Just put it on my tax payer account.

Saturday, July 11th, 2009

That was escentially what the city of Las Angeles told funeral planners for Michael Jackson. And they were more than happy to oblige, to the tune of 1.4 million for trafic controll, police presence, etc. So, pretty much, everything except the actually putting him in the ground was paid for by the city. Now, don’t get me wrong–I’m sure people thought that was more than deserved. But, be serious for 30 seconds, if you can. The guy isn’t a head of state. Nor is he any more or less of a sellebrity than either of the other two who just so happened to die in that same week. So what, beyond the apparent need to just spend money, possessed LA’s municipal government to sign off on that? There’s an explanation somewhere in here, I know. And it may even be an explanation that makes sense. But, not for lack of trying, it’s about that far away from me. Or maybe I’m just not thinking like a politician. That’s happened before.

I bet Maury’s kicking himself for missing this one.

Thursday, July 9th, 2009

It turns out that, even a couple weeks before his death, Michael Jackson’s kids were caught up in a tiny bit of a paternity controversy. Only this one was sparked by the media. Jackson’s dermatologist, dr. Arnie Klein, was reportedly the biological father of his kids. Naturally, it was emphatically denied, but all the same, how did Maury miss this? Hey, it’s just another publicised drama–Jackson should have been used to that by now.

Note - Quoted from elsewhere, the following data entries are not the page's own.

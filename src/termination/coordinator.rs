//! Single-writer shutdown path.

use std::sync::atomic::{AtomicBool, Ordering};
use std::sync::{Arc, Mutex};

use tokio::sync::{mpsc, watch};
use tokio::task::{JoinError, JoinHandle};
use tracing::{debug, error, info, warn};

use super::{ShutdownToken, SignalKind, TerminationCause, TerminationReport};
use crate::driver::DriverOutcome;
use crate::error::ShellError;
use crate::remote::{RemoteEvent, RemoteHandle};
use crate::session::TerminationState;
use crate::Result;

#[derive(Debug, Default)]
struct Inner {
    state: TerminationState,
    cause: Option<TerminationCause>,
}

/// Owns the remote resource's lifecycle once the session is running.
///
/// All trigger sources go through [`trigger`](Self::trigger), which moves
/// the state from `Active` to `Terminating` under a lock; only the first
/// call wins. [`release`](Self::release) calls the remote handle at most
/// once no matter how many callers race on it.
pub struct TerminationCoordinator {
    remote: Arc<dyn RemoteHandle>,
    inner: Mutex<Inner>,
    release_claimed: AtomicBool,
    shutdown: watch::Sender<bool>,
}

impl TerminationCoordinator {
    /// Create a coordinator for `remote`.
    pub fn new(remote: Arc<dyn RemoteHandle>) -> Self {
        let (shutdown, _) = watch::channel(false);
        Self {
            remote,
            inner: Mutex::new(Inner::default()),
            release_claimed: AtomicBool::new(false),
            shutdown,
        }
    }

    /// A token the driver uses to observe shutdown.
    pub fn token(&self) -> ShutdownToken {
        ShutdownToken::new(self.shutdown.subscribe())
    }

    /// Current state.
    pub fn state(&self) -> Result<TerminationState> {
        Ok(self.lock()?.state)
    }

    /// The trigger that won, if any fired yet.
    pub fn cause(&self) -> Result<Option<TerminationCause>> {
        Ok(self.lock()?.cause.clone())
    }

    /// Record a termination trigger.
    ///
    /// Returns `true` if this call moved the session to `Terminating`;
    /// later triggers are ignored and return `false`.
    pub fn trigger(&self, cause: TerminationCause) -> Result<bool> {
        let mut inner = self.lock()?;
        if !inner.state.is_active() {
            debug!("ignoring termination trigger ({}): already {:?}", cause, inner.state);
            return Ok(false);
        }

        inner.state.transition_to(TerminationState::Terminating)?;
        match &cause {
            TerminationCause::SessionEnded => info!("terminating: {}", cause),
            _ => warn!("terminating: {}", cause),
        }
        inner.cause = Some(cause);
        drop(inner);

        self.shutdown.send_replace(true);
        Ok(true)
    }

    /// Release the remote resource.
    ///
    /// Returns `true` for the one call that performed the release and
    /// `false` for every other call. Fails if no trigger has fired yet.
    pub async fn release(&self) -> Result<bool> {
        {
            let inner = self.lock()?;
            if inner.state.is_active() {
                return Err(ShellError::InvalidStateTransition {
                    from: inner.state,
                    to: TerminationState::Terminated,
                });
            }
        }
        if self.release_claimed.swap(true, Ordering::SeqCst) {
            return Ok(false);
        }

        info!("Terminating activity...");
        let released = self.remote.release().await;
        self.lock()?
            .state
            .transition_to(TerminationState::Terminated)?;

        released?;
        info!("activity terminated");
        Ok(true)
    }

    /// Run the shutdown sequence for a session.
    ///
    /// Waits for whichever comes first: the session task finishing, a
    /// signal, or a remote event. A still-running session is then given
    /// the chance to finish its current statement (a second signal aborts
    /// it) before the resource is released.
    pub async fn run(
        &self,
        mut session: JoinHandle<Result<DriverOutcome>>,
        mut signals: mpsc::Receiver<SignalKind>,
        mut events: mpsc::Receiver<RemoteEvent>,
    ) -> TerminationReport {
        let mut session_done = false;
        let cause = tokio::select! {
            joined = &mut session => {
                session_done = true;
                cause_of(joined)
            }
            Some(kind) = signals.recv() => TerminationCause::Signal(kind),
            Some(event) = events.recv() => TerminationCause::Remote(event),
        };

        if let Err(e) = self.trigger(cause.clone()) {
            error!("failed to record termination trigger: {}", e);
        }

        if !session_done {
            drain(&mut session, &mut signals).await;
        }

        let cause = self.cause().ok().flatten().unwrap_or(cause);
        match self.release().await {
            Ok(released) => TerminationReport {
                exit_code: cause.exit_code(),
                cause,
                released,
            },
            Err(e) => {
                error!("failed to release activity: {}", e);
                TerminationReport {
                    cause,
                    released: false,
                    exit_code: 1,
                }
            }
        }
    }

    fn lock(&self) -> Result<std::sync::MutexGuard<'_, Inner>> {
        self.inner.lock().map_err(|_| ShellError::LockPoisoned)
    }
}

/// Let the session finish its in-flight statement.
async fn drain(
    session: &mut JoinHandle<Result<DriverOutcome>>,
    signals: &mut mpsc::Receiver<SignalKind>,
) {
    tokio::select! {
        joined = &mut *session => {
            if let Ok(Err(e)) = joined {
                warn!("session ended with error during shutdown: {}", e);
            }
        }
        Some(kind) = signals.recv() => {
            warn!("{} received again, abandoning in-flight statement", kind);
            session.abort();
        }
    }
}

fn cause_of(joined: std::result::Result<Result<DriverOutcome>, JoinError>) -> TerminationCause {
    match joined {
        Ok(Ok(DriverOutcome::Interrupted)) => TerminationCause::Signal(SignalKind::Interrupt),
        Ok(Ok(_)) => TerminationCause::SessionEnded,
        Ok(Err(e)) => TerminationCause::Fatal(e.to_string()),
        Err(e) => TerminationCause::Fatal(format!("session task failed: {}", e)),
    }
}
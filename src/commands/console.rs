//! Operator-facing output streams.

use std::fmt::Display;
use std::io::{self, Write};
use std::sync::{Arc, Mutex};

/// The shell's standard output and standard error.
///
/// Commands never print directly; they go through the console so the
/// dispatcher can run against captured buffers.
pub struct Console {
    out: Box<dyn Write + Send>,
    err: Box<dyn Write + Send>,
}

impl Console {
    /// Create a console over arbitrary writers.
    pub fn new(out: impl Write + Send + 'static, err: impl Write + Send + 'static) -> Self {
        Self {
            out: Box::new(out),
            err: Box::new(err),
        }
    }

    /// Console bound to the process's stdout and stderr.
    pub fn stdio() -> Self {
        Self::new(io::stdout(), io::stderr())
    }

    /// Console writing into in-memory buffers.
    ///
    /// Returns the console together with handles to its stdout and stderr.
    pub fn captured() -> (Self, SharedBuffer, SharedBuffer) {
        let out = SharedBuffer::default();
        let err = SharedBuffer::default();
        (Self::new(out.clone(), err.clone()), out, err)
    }

    /// Print a line on stdout.
    pub fn println(&mut self, line: impl Display) -> io::Result<()> {
        writeln!(self.out, "{}", line)?;
        self.out.flush()
    }

    /// Print a line on stderr.
    pub fn eprintln(&mut self, line: impl Display) -> io::Result<()> {
        writeln!(self.err, "{}", line)?;
        self.err.flush()
    }

    /// Report an error to the operator.
    pub fn error(&mut self, err: impl Display) -> io::Result<()> {
        self.eprintln(format_args!("Error: {}", err))
    }

    /// Write raw text on stdout, without adding a newline.
    pub fn write_out(&mut self, text: &str) -> io::Result<()> {
        self.out.write_all(text.as_bytes())?;
        self.out.flush()
    }

    /// Write raw text on stderr, without adding a newline.
    pub fn write_err(&mut self, text: &str) -> io::Result<()> {
        self.err.write_all(text.as_bytes())?;
        self.err.flush()
    }
}

/// Cloneable in-memory writer.
#[derive(Debug, Clone, Default)]
pub struct SharedBuffer(Arc<Mutex<Vec<u8>>>);

impl SharedBuffer {
    /// Everything written so far, decoded lossily.
    pub fn contents(&self) -> String {
        self.0
            .lock()
            .map(|buf| String::from_utf8_lossy(&buf).into_owned())
            .unwrap_or_default()
    }
}

impl Write for SharedBuffer {
    fn write(&mut self, data: &[u8]) -> io::Result<usize> {
        let mut buf = self
            .0
            .lock()
            .map_err(|_| io::Error::other("buffer lock poisoned"))?;
        buf.extend_from_slice(data);
        Ok(data.len())
    }

    fn flush(&mut self) -> io::Result<()> {
        Ok(())
    }
}
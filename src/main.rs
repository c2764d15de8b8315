//! Remote-shell binary entry point.

use std::process::ExitCode;

use remote_shell::cli::{self, Args};
use remote_shell::config::Config;
use remote_shell::termination::{self, TerminationCoordinator};
use remote_shell::{logging, Console, Driver, LineReader, LocalProvider, SessionContext};
use tracing::{error, info};

#[tokio::main]
async fn main() -> ExitCode {
    let args = match cli::parse_args() {
        Ok(args) => args,
        Err(e) => {
            eprintln!("error: {}", e);
            eprintln!("Try 'remote-shell --help' for more information.");
            return ExitCode::from(2);
        }
    };

    if args.help {
        cli::print_help();
        return ExitCode::SUCCESS;
    }

    if args.version {
        cli::print_version();
        return ExitCode::SUCCESS;
    }

    let config = match Config::load(&args) {
        Ok(config) => config,
        Err(e) => {
            eprintln!("error: {}", e);
            return ExitCode::from(2);
        }
    };

    if let Err(e) = logging::init_with_filter(&config.log_filter()) {
        eprintln!("warning: logging already initialized: {}", e);
    }

    info!("remote-shell v{}", env!("CARGO_PKG_VERSION"));

    match run(args, config).await {
        Ok(code) => ExitCode::from(code),
        Err(e) => {
            error!("{}", e);
            eprintln!("Error: {}", e);
            ExitCode::FAILURE
        }
    }
}

/// Start the activity, run the session and shut down.
async fn run(args: Args, config: Config) -> remote_shell::Result<u8> {
    // Everything that can fail is set up before the activity exists, so
    // the coordinator is the only way out once it does.
    let signals = termination::listen()?;

    let plan = args.plan();
    let input = if plan.wants_repl() {
        Some(LineReader::spawn_editor()?)
    } else {
        None
    };

    let context = if config.shell.import_env {
        SessionContext::from_process_env()
    } else {
        SessionContext::new()
    };

    let (provider, events) = LocalProvider::start(config.provider_options()).await?;
    let coordinator = TerminationCoordinator::new(provider.clone());

    let mut driver = Driver::new(context, provider, Console::stdio(), coordinator.token())
        .with_prompt(config.shell.prompt.clone())
        .with_banner(config.shell.banner);

    let session = tokio::spawn(async move { driver.run(plan, input).await });
    let report = coordinator.run(session, signals, events).await;

    info!(
        "session finished: {} (released: {}, exit code {})",
        report.cause, report.released, report.exit_code
    );
    Ok(u8::try_from(report.exit_code).unwrap_or(1))
}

I was going to do a welcome to the blog post, but then…

Monday, July 6th, 2009

I was slapped in the face by something so WTF-worthy that, to be honest, I think I might have just set the bar higher than I should have on the first try. Michael Jackson, yeah *that* Michael Jackson, had an obsession with cloning. Not just your usual obsession, assuming the article in question has any degree of accuracy stuck to it at all. But that kind that makes one wonder if he didn’t spend a few hours recording a scene for The Outer Limits.

Even the guy that drove him around thought he was a tiny bit crazy about the whole immortality thing. Now, don’t get me wrong, I’m at least slightly curious about the whole immortality thing–come on, we all are… you can admit it–but geebus criminy, Mikey. The world does not need a sequel. Especially a Jackson sequel.